## SUPPLIED ENTRIES
◆ ◆ ◆ ◆
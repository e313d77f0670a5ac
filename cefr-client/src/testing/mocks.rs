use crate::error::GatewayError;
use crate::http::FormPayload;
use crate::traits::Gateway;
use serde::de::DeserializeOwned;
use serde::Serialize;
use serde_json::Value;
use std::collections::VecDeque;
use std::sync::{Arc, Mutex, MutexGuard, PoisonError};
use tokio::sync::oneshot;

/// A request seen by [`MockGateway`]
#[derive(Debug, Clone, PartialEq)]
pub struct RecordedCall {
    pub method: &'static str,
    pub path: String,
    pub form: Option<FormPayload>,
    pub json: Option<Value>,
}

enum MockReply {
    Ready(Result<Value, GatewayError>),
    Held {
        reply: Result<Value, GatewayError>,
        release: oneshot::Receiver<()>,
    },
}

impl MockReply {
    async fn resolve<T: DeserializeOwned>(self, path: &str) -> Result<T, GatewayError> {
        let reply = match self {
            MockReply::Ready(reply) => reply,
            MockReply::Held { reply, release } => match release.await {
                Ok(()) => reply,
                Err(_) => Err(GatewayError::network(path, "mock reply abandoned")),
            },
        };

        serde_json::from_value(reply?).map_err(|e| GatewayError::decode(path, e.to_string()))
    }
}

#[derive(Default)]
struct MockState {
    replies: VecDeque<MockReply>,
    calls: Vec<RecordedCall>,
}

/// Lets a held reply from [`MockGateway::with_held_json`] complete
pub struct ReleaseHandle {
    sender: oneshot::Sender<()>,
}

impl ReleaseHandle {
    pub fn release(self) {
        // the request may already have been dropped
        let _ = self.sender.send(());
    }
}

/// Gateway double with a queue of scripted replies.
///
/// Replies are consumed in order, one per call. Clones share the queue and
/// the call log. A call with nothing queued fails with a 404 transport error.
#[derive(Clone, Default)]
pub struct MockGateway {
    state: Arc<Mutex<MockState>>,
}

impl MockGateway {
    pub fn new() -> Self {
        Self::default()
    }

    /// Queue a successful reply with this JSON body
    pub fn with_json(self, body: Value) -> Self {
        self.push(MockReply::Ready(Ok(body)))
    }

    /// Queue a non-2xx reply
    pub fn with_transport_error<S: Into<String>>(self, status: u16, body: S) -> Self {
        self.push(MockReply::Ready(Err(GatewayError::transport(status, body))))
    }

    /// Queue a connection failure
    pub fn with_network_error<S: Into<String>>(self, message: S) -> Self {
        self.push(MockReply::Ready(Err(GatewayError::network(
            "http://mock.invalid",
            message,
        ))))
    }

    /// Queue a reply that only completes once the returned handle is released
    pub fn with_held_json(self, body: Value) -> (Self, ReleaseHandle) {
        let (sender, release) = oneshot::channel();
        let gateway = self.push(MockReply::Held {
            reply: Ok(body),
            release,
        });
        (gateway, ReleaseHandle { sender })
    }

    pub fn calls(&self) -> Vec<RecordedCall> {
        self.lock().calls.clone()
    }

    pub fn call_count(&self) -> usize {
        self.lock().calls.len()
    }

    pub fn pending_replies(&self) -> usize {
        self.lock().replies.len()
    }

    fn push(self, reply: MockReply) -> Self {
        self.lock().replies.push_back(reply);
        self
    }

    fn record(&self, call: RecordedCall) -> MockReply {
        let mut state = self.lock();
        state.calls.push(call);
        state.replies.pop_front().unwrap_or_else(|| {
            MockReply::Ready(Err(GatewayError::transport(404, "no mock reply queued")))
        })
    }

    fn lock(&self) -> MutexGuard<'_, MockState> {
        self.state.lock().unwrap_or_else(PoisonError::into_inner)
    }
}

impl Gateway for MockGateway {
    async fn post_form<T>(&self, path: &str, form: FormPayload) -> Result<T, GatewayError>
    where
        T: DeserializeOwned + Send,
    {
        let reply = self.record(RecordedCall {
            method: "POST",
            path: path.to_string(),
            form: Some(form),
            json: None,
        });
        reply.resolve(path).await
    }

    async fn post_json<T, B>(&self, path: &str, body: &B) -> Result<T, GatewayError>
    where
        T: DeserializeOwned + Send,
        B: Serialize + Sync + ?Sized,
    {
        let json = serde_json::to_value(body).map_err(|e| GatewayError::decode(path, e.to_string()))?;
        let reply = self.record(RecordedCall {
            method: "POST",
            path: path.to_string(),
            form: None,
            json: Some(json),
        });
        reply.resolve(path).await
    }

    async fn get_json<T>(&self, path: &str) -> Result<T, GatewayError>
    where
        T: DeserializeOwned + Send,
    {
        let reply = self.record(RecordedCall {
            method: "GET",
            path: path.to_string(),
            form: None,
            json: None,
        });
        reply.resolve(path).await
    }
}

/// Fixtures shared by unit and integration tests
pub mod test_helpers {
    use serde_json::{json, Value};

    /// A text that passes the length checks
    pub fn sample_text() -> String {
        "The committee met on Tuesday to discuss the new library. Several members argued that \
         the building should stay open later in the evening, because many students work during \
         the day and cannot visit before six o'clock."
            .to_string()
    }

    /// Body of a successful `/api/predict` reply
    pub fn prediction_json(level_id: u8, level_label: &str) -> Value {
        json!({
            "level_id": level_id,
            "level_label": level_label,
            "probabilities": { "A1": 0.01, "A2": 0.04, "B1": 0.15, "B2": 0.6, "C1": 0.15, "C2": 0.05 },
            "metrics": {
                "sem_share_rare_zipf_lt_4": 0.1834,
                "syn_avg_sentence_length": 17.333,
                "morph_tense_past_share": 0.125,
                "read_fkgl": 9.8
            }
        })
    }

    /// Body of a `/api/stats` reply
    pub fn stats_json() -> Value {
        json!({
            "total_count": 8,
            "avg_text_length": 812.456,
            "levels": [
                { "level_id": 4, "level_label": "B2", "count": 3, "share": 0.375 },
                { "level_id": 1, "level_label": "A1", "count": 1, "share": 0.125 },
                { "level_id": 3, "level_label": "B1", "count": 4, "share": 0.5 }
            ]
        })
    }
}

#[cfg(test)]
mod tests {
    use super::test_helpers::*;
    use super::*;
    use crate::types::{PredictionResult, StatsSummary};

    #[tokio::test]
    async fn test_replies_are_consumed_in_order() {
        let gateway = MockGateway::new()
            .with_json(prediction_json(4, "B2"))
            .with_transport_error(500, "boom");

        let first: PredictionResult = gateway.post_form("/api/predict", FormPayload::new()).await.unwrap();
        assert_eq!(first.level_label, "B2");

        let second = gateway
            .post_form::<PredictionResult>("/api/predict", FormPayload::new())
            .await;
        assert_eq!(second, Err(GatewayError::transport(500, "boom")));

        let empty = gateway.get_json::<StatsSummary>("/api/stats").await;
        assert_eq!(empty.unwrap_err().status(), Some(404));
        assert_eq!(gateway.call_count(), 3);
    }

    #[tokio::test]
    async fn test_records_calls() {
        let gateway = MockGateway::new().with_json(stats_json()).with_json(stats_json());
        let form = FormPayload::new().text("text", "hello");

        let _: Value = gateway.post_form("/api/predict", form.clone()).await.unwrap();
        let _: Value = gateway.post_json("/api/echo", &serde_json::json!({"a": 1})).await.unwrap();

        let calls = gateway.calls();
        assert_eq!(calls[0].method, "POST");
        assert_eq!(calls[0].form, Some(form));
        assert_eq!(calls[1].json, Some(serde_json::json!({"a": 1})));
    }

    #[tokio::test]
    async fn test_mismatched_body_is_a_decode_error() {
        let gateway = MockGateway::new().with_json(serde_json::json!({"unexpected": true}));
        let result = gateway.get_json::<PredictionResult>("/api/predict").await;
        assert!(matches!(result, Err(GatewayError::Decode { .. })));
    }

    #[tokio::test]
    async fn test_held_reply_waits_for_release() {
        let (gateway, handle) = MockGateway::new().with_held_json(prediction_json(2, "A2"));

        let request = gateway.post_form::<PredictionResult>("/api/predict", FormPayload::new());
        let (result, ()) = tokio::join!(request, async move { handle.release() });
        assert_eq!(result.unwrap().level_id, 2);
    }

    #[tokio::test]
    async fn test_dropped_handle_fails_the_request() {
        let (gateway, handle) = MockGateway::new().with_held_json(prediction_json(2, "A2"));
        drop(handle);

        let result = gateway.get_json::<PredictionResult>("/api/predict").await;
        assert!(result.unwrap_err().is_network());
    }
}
◆ ◆ ◆ ◆
## YOUR ASSIGNMENT
The lines holding the word "successful" are the answer. Find them in the entries and copy them.

## EXERCISE SOLUTION
    /// Queue a successful reply with this JSON body
    /// Body of a successful `/api/predict` reply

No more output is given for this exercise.